Source : Cass.Com., 8 janvier 2020, n° 18-20270, n°12 P+B
Une association sera placée en liquidation judiciaire. Dans le cadre de cette procédure, les actifs seront mis en vente après accord du juge-commissaire.
Une ancienne salariée fera une offre amiable de reprise des biens. Le juge-commissaire considérera son offre irrecevable au motif qu’elle a exercé la fonction de directrice de fait à l’appui des articles L642-20 renvoyant à L642-3 ainsi rédigé :
« Ni le débiteur, au titre de l’un quelconque de ses patrimoines, ni les dirigeants de droit ou de fait de la personne morale en liquidation judiciaire, ni les parents ou alliés jusqu’au deuxième degré inclusivement de ces dirigeants ou du débiteur personne physique, ni les personnes ayant ou ayant eu la qualité de contrôleur au cours de la procédure ne sont admis, directement ou par personne interposée, à présenter une offre. De même, il est fait interdiction à ces personnes d’acquérir, dans les cinq années suivant la cession, tout ou partie des biens compris dans cette cession, directement ou indirectement, ainsi que d’acquérir des parts ou titres de capital de toute société ayant dans son patrimoine, directement ou indirectement, tout ou partie de ces biens, ainsi que des valeurs mobilières donnant accès, dans le même délai, au capital de cette société.

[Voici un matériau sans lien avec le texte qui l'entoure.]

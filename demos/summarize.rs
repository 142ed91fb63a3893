use chunk_aggregator::{PipelineConfig, aggregate_file};

fn main() -> Result<(), Box<dyn std::error::Error>> {
    let path = std::env::args()
        .nth(1)
        .unwrap_or_else(|| "measurements.txt".to_string());

    let result = aggregate_file(&path, PipelineConfig::default())?;

    // Hottest stations by mean
    let mut stations: Vec<_> = result.summaries().into_iter().collect();
    stations.sort_by(|a, b| b.1.mean.total_cmp(&a.1.mean));
    for (station, stats) in stations.iter().take(10) {
        println!(
            "{} => mean {:.1} over {} readings (min {:.1}, max {:.1})",
            station, stats.mean, stats.count, stats.min, stats.max
        );
    }

    let summary = result.summary();
    for err in &summary.errors {
        eprintln!("skipped byte {}: {}", err.offset, err.error);
    }
    let unlisted = summary.malformed - summary.errors.len() as u64;
    if unlisted > 0 {
        eprintln!("... and {unlisted} more malformed values");
    }

    Ok(())
}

Toutefois, lorsqu’il s’agit d’une exploitation agricole, le tribunal peut déroger à ces interdictions et autoriser la cession à l’une des personnes visées au premier alinéa, à l’exception des contrôleurs et du débiteur au titre de l’un quelconque de ses patrimoines. Dans les autres cas et sous réserve des mêmes exceptions, le tribunal, sur requête du ministère public, peut autoriser la cession à l’une des personnes visées au premier alinéa par un jugement spécialement motivé, après avoir demandé l’avis des contrôleurs.
Tout acte passé en violation du présent article est annulé à la demande de tout intéressé ou du ministère public, présentée dans un délai de trois ans à compter de la conclusion de l’acte. Lorsque l’acte est soumis à publicité, le délai court à compter de celle-ci. »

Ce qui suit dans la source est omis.